Top of DATA PROVIDED
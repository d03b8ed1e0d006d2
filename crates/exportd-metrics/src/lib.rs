//! Operation latency and in-flight metrics for the exportd controllers.
//!
//! The manager caches a start timestamp per `(operation, resource uid)` and
//! observes the elapsed time into a Prometheus histogram when the operation
//! reaches a terminal state. A delete finishing while a create for the same
//! resource is still pending records the pending create as `cancel` — the
//! user deleted the export before it ever materialized.
//!
//! Exposition is the Prometheus text format on `GET /metrics`.

#![warn(missing_docs)]

use std::collections::HashMap;
use std::net::SocketAddr;
use std::sync::Arc;
use std::time::{Duration, Instant};

use axum::extract::State;
use axum::routing::get;
use axum::Router;
use parking_lot::Mutex;
use prometheus::{Encoder, HistogramOpts, HistogramVec, IntGauge, Opts, Registry, TextEncoder};
use tracing::warn;

const SUBSYSTEM: &str = "export_controller";
const UNKNOWN_DRIVER: &str = "unknown";
const IN_FLIGHT_CHECK_INTERVAL: Duration = Duration::from_secs(30);

const LATENCY_BUCKETS: &[f64] = &[
    0.1, 0.25, 0.5, 1.0, 2.5, 5.0, 10.0, 15.0, 30.0, 60.0, 120.0, 300.0, 600.0,
];

/// Tracked operation names.
#[derive(Clone, Copy, Debug, PartialEq, Eq, Hash)]
pub enum Operation {
    /// From first sight of an unprovisioned export until creationTime is set.
    CreateExport,
    /// From first sight of an export until readyToUse becomes true.
    CreateExportAndReady,
    /// From deletion timestamp until the last finalizer is removed.
    DeleteExport,
}

impl Operation {
    /// Label value.
    pub fn as_str(&self) -> &'static str {
        match self {
            Self::CreateExport => "CreateExport",
            Self::CreateExportAndReady => "CreateExportAndReady",
            Self::DeleteExport => "DeleteExport",
        }
    }
}

/// Provisioning mode of the export an operation acts on.
#[derive(Clone, Copy, Debug, PartialEq, Eq)]
pub enum ExportKind {
    /// Export cut from a PVC.
    Dynamic,
    /// Pre-existing export adopted by reference.
    PreProvisioned,
}

impl ExportKind {
    /// Label value.
    pub fn as_str(&self) -> &'static str {
        match self {
            Self::Dynamic => "dynamic",
            Self::PreProvisioned => "pre-provisioned",
        }
    }
}

/// Terminal status of an operation.
#[derive(Clone, Copy, Debug, PartialEq, Eq)]
pub enum OperationStatus {
    /// The operation completed.
    Success,
    /// A delete arrived before the operation completed.
    Cancel,
    /// Terminal state with no specific status.
    Unknown,
}

impl OperationStatus {
    /// Label value.
    pub fn as_str(&self) -> &'static str {
        match self {
            Self::Success => "success",
            Self::Cancel => "cancel",
            Self::Unknown => "unknown",
        }
    }
}

#[derive(Clone, PartialEq, Eq, Hash)]
struct OperationKey {
    operation: Operation,
    resource_id: String,
}

#[derive(Clone)]
struct OperationValue {
    driver: String,
    kind: ExportKind,
    started: Instant,
}

/// Concurrent operation-metrics manager.
pub struct OperationMetrics {
    cache: Mutex<HashMap<OperationKey, OperationValue>>,
    registry: Registry,
    latency: HistogramVec,
    in_flight: IntGauge,
}

impl OperationMetrics {
    /// Create a manager with its own registry.
    pub fn new() -> Arc<Self> {
        let registry = Registry::new();

        let latency = HistogramVec::new(
            HistogramOpts::new(
                format!("{SUBSYSTEM}_operation_total_seconds"),
                "Total number of seconds spent by the controller on an operation",
            )
            .buckets(LATENCY_BUCKETS.to_vec()),
            &[
                "driver_name",
                "operation_name",
                "export_type",
                "operation_status",
            ],
        )
        .expect("valid histogram definition");

        let in_flight = IntGauge::with_opts(Opts::new(
            format!("{SUBSYSTEM}_operations_in_flight"),
            "Total number of operations in flight",
        ))
        .expect("valid gauge definition");

        registry
            .register(Box::new(latency.clone()))
            .expect("histogram registers once");
        registry
            .register(Box::new(in_flight.clone()))
            .expect("gauge registers once");

        Arc::new(Self {
            cache: Mutex::new(HashMap::new()),
            registry,
            latency,
            in_flight,
        })
    }

    /// Cache the start time of an operation. No-op if the operation is
    /// already tracked, so retried reconciliations keep the original start.
    pub fn operation_start(&self, operation: Operation, resource_id: &str, driver: &str, kind: ExportKind) {
        let mut cache = self.cache.lock();
        let key = OperationKey {
            operation,
            resource_id: resource_id.to_string(),
        };
        cache.entry(key).or_insert_with(|| OperationValue {
            driver: if driver.is_empty() {
                UNKNOWN_DRIVER.to_string()
            } else {
                driver.to_string()
            },
            kind,
            started: Instant::now(),
        });
        self.in_flight.set(cache.len() as i64);
    }

    /// Drop a tracked operation without recording a data point.
    pub fn drop_operation(&self, operation: Operation, resource_id: &str) {
        let mut cache = self.cache.lock();
        cache.remove(&OperationKey {
            operation,
            resource_id: resource_id.to_string(),
        });
        self.in_flight.set(cache.len() as i64);
    }

    /// Observe a terminal state for an operation and remove it. No-op when
    /// the operation was never started. Recording a `DeleteExport` also
    /// records still-pending create operations for the same resource as
    /// `cancel` with the same duration.
    pub fn record_metrics(
        &self,
        operation: Operation,
        resource_id: &str,
        status: OperationStatus,
        driver: &str,
    ) {
        let mut cache = self.cache.lock();
        let key = OperationKey {
            operation,
            resource_id: resource_id.to_string(),
        };
        let Some(value) = cache.remove(&key) else {
            return;
        };

        let driver = if driver.is_empty() || driver == UNKNOWN_DRIVER {
            value.driver.clone()
        } else {
            driver.to_string()
        };
        let duration = value.started.elapsed().as_secs_f64();
        self.latency
            .with_label_values(&[
                &driver,
                operation.as_str(),
                value.kind.as_str(),
                status.as_str(),
            ])
            .observe(duration);

        if operation == Operation::DeleteExport {
            for pending_op in [Operation::CreateExport, Operation::CreateExportAndReady] {
                let pending_key = OperationKey {
                    operation: pending_op,
                    resource_id: resource_id.to_string(),
                };
                if let Some(pending) = cache.remove(&pending_key) {
                    self.latency
                        .with_label_values(&[
                            &pending.driver,
                            pending_op.as_str(),
                            pending.kind.as_str(),
                            OperationStatus::Cancel.as_str(),
                        ])
                        .observe(duration);
                }
            }
        }

        self.in_flight.set(cache.len() as i64);
    }

    /// Number of tracked operations.
    pub fn in_flight(&self) -> usize {
        self.cache.lock().len()
    }

    /// Re-synchronize the in-flight gauge from the cache. The start/record
    /// paths maintain it too; this catches leaked entries.
    pub fn resync_in_flight_gauge(&self) {
        let cache = self.cache.lock();
        self.in_flight.set(cache.len() as i64);
    }

    /// Spawn the periodic gauge resync task.
    pub fn spawn_in_flight_resync(self: &Arc<Self>) -> tokio::task::JoinHandle<()> {
        let metrics = Arc::clone(self);
        tokio::spawn(async move {
            let mut ticker = tokio::time::interval(IN_FLIGHT_CHECK_INTERVAL);
            loop {
                ticker.tick().await;
                metrics.resync_in_flight_gauge();
            }
        })
    }

    /// Render the registry in the Prometheus text exposition format.
    pub fn render(&self) -> String {
        let mut buffer = Vec::new();
        let encoder = TextEncoder::new();
        if let Err(e) = encoder.encode(&self.registry.gather(), &mut buffer) {
            warn!(error = %e, "Failed to encode metrics");
        }
        String::from_utf8(buffer).unwrap_or_default()
    }

    /// Gathered metric families, for tests.
    pub fn gather(&self) -> Vec<prometheus::proto::MetricFamily> {
        self.registry.gather()
    }
}

async fn metrics_handler(State(metrics): State<Arc<OperationMetrics>>) -> String {
    metrics.render()
}

/// Router exposing `GET /metrics`.
pub fn metrics_router(metrics: Arc<OperationMetrics>) -> Router {
    Router::new()
        .route("/metrics", get(metrics_handler))
        .with_state(metrics)
}

/// Serve the metrics endpoint on the given address until the process exits.
pub async fn serve(metrics: Arc<OperationMetrics>, addr: SocketAddr) -> std::io::Result<()> {
    let listener = tokio::net::TcpListener::bind(addr).await?;
    axum::serve(listener, metrics_router(metrics)).await
}

#[cfg(test)]
mod tests {
    use super::*;

    fn histogram_count(
        metrics: &OperationMetrics,
        operation: &str,
        status: &str,
    ) -> u64 {
        metrics
            .gather()
            .iter()
            .filter(|family| family.get_name().ends_with("operation_total_seconds"))
            .flat_map(|family| family.get_metric())
            .filter(|metric| {
                let labels: HashMap<_, _> = metric
                    .get_label()
                    .iter()
                    .map(|l| (l.get_name(), l.get_value()))
                    .collect();
                labels.get("operation_name") == Some(&operation)
                    && labels.get("operation_status") == Some(&status)
            })
            .map(|metric| metric.get_histogram().get_sample_count())
            .sum()
    }

    #[test]
    fn operation_start_is_idempotent() {
        let metrics = OperationMetrics::new();
        metrics.operation_start(Operation::CreateExport, "uid-1", "d", ExportKind::Dynamic);
        metrics.operation_start(Operation::CreateExport, "uid-1", "d", ExportKind::Dynamic);
        assert_eq!(metrics.in_flight(), 1);
    }

    #[test]
    fn record_without_start_is_a_noop() {
        let metrics = OperationMetrics::new();
        metrics.record_metrics(
            Operation::CreateExport,
            "uid-1",
            OperationStatus::Success,
            "d",
        );
        assert_eq!(histogram_count(&metrics, "CreateExport", "success"), 0);
    }

    #[test]
    fn record_observes_and_removes() {
        let metrics = OperationMetrics::new();
        metrics.operation_start(Operation::CreateExport, "uid-1", "d", ExportKind::Dynamic);
        metrics.record_metrics(
            Operation::CreateExport,
            "uid-1",
            OperationStatus::Success,
            "d",
        );
        assert_eq!(histogram_count(&metrics, "CreateExport", "success"), 1);
        assert_eq!(metrics.in_flight(), 0);
    }

    #[test]
    fn delete_cancels_pending_creates() {
        let metrics = OperationMetrics::new();
        metrics.operation_start(Operation::CreateExport, "uid-1", "d", ExportKind::Dynamic);
        metrics.operation_start(
            Operation::CreateExportAndReady,
            "uid-1",
            "d",
            ExportKind::Dynamic,
        );
        metrics.operation_start(Operation::DeleteExport, "uid-1", "d", ExportKind::Dynamic);

        metrics.record_metrics(
            Operation::DeleteExport,
            "uid-1",
            OperationStatus::Success,
            "d",
        );

        assert_eq!(histogram_count(&metrics, "DeleteExport", "success"), 1);
        assert_eq!(histogram_count(&metrics, "CreateExport", "cancel"), 1);
        assert_eq!(histogram_count(&metrics, "CreateExportAndReady", "cancel"), 1);
        assert_eq!(metrics.in_flight(), 0);
    }

    #[test]
    fn unknown_driver_falls_back_to_cached_value() {
        let metrics = OperationMetrics::new();
        metrics.operation_start(Operation::CreateExport, "uid-1", "real-driver", ExportKind::Dynamic);
        metrics.record_metrics(Operation::CreateExport, "uid-1", OperationStatus::Success, "");

        let found = metrics
            .gather()
            .iter()
            .filter(|f| f.get_name().ends_with("operation_total_seconds"))
            .flat_map(|f| f.get_metric())
            .any(|m| {
                m.get_label()
                    .iter()
                    .any(|l| l.get_name() == "driver_name" && l.get_value() == "real-driver")
            });
        assert!(found);
    }

    #[test]
    fn gauge_resync_matches_cache() {
        let metrics = OperationMetrics::new();
        metrics.operation_start(Operation::CreateExport, "uid-1", "d", ExportKind::Dynamic);
        metrics.resync_in_flight_gauge();
        let gauge = metrics
            .gather()
            .iter()
            .find(|f| f.get_name().ends_with("operations_in_flight"))
            .and_then(|f| f.get_metric().first().map(|m| m.get_gauge().get_value()))
            .unwrap_or_default();
        assert_eq!(gauge as i64, 1);
    }

    #[test]
    fn render_produces_text_exposition() {
        let metrics = OperationMetrics::new();
        metrics.operation_start(Operation::CreateExport, "uid-1", "d", ExportKind::Dynamic);
        let text = metrics.render();
        assert!(text.contains("export_controller_operations_in_flight"));
    }
}
//! Sidecar reconciler: drives the storage driver to match NfsExportContent
//! desired state.
//!
//! Creation is guarded by the `being-created` annotation: it is patched onto
//! the content *before* the CreateExport RPC and removed only on a final
//! outcome (success, or an error that proves the RPC is no longer in
//! flight). A timed-out create leaves the annotation in place so the next
//! pass does not issue a second create that would orphan the first export,
//! and so deletion is deferred until the outcome is known.
//!
//! Deletion never removes the content finalizer in the same pass that calls
//! DeleteExport: the delete path nulls the status handle and re-enqueues, and
//! the next reconcile removes the finalizer once no handle remains. A crash
//! between the two steps therefore cannot leak a backend export.

use std::collections::BTreeMap;
use std::sync::{Arc, Mutex};

use chrono::Utc;
use kube::runtime::events::EventType;
use kube::ResourceExt;
use serde_json::json;
use tracing::{debug, info, warn};

use exportd_common::api::{self, content_object_ref, ClusterApi};
use exportd_common::crd::{DeletionPolicy, NfsExportClass, NfsExportContent};
use exportd_common::events::{reasons, EventPublisher};
use exportd_common::queue::WorkQueue;
use exportd_common::store::VersionedStore;
use exportd_common::{keys, Error};

use crate::handler::ContentHandler;

/// Sidecar configuration shared by the reconciler and its runner.
pub struct SidecarConfig {
    /// Driver this sidecar serves; contents of other drivers are skipped.
    pub driver_name: String,
    /// Whether to inject the descriptive metadata keys into CreateExport
    /// parameters.
    pub extra_create_metadata: bool,
}

/// The sidecar reconciler.
pub struct SidecarController {
    api: Arc<dyn ClusterApi>,
    events: Arc<dyn EventPublisher>,
    handler: ContentHandler,
    store: Mutex<VersionedStore<NfsExportContent>>,
    queue: Arc<WorkQueue>,
    config: SidecarConfig,
}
Bottom of DATA PROVIDED
## TASK PROMPT:
Repeat every line of the data word for word until you have repeated the line that contains "Tracked operation names.", which is the last one to include.

## EXERCISE SOLUTION:
repository d03b8ed1e0d006d2
filename crates/exportd-metrics/src/lib.rs
//! Operation latency and in-flight metrics for the exportd controllers.
//!
//! The manager caches a start timestamp per `(operation, resource uid)` and
//! observes the elapsed time into a Prometheus histogram when the operation
//! reaches a terminal state. A delete finishing while a create for the same
//! resource is still pending records the pending create as `cancel` — the
//! user deleted the export before it ever materialized.
//!
//! Exposition is the Prometheus text format on `GET /metrics`.

#![warn(missing_docs)]

use std::collections::HashMap;
use std::net::SocketAddr;
use std::sync::Arc;
use std::time::{Duration, Instant};

use axum::extract::State;
use axum::routing::get;
use axum::Router;
use parking_lot::Mutex;
use prometheus::{Encoder, HistogramOpts, HistogramVec, IntGauge, Opts, Registry, TextEncoder};
use tracing::warn;

const SUBSYSTEM: &str = "export_controller";
const UNKNOWN_DRIVER: &str = "unknown";
const IN_FLIGHT_CHECK_INTERVAL: Duration = Duration::from_secs(30);

const LATENCY_BUCKETS: &[f64] = &[
    0.1, 0.25, 0.5, 1.0, 2.5, 5.0, 10.0, 15.0, 30.0, 60.0, 120.0, 300.0, 600.0,
];

/// Tracked operation names.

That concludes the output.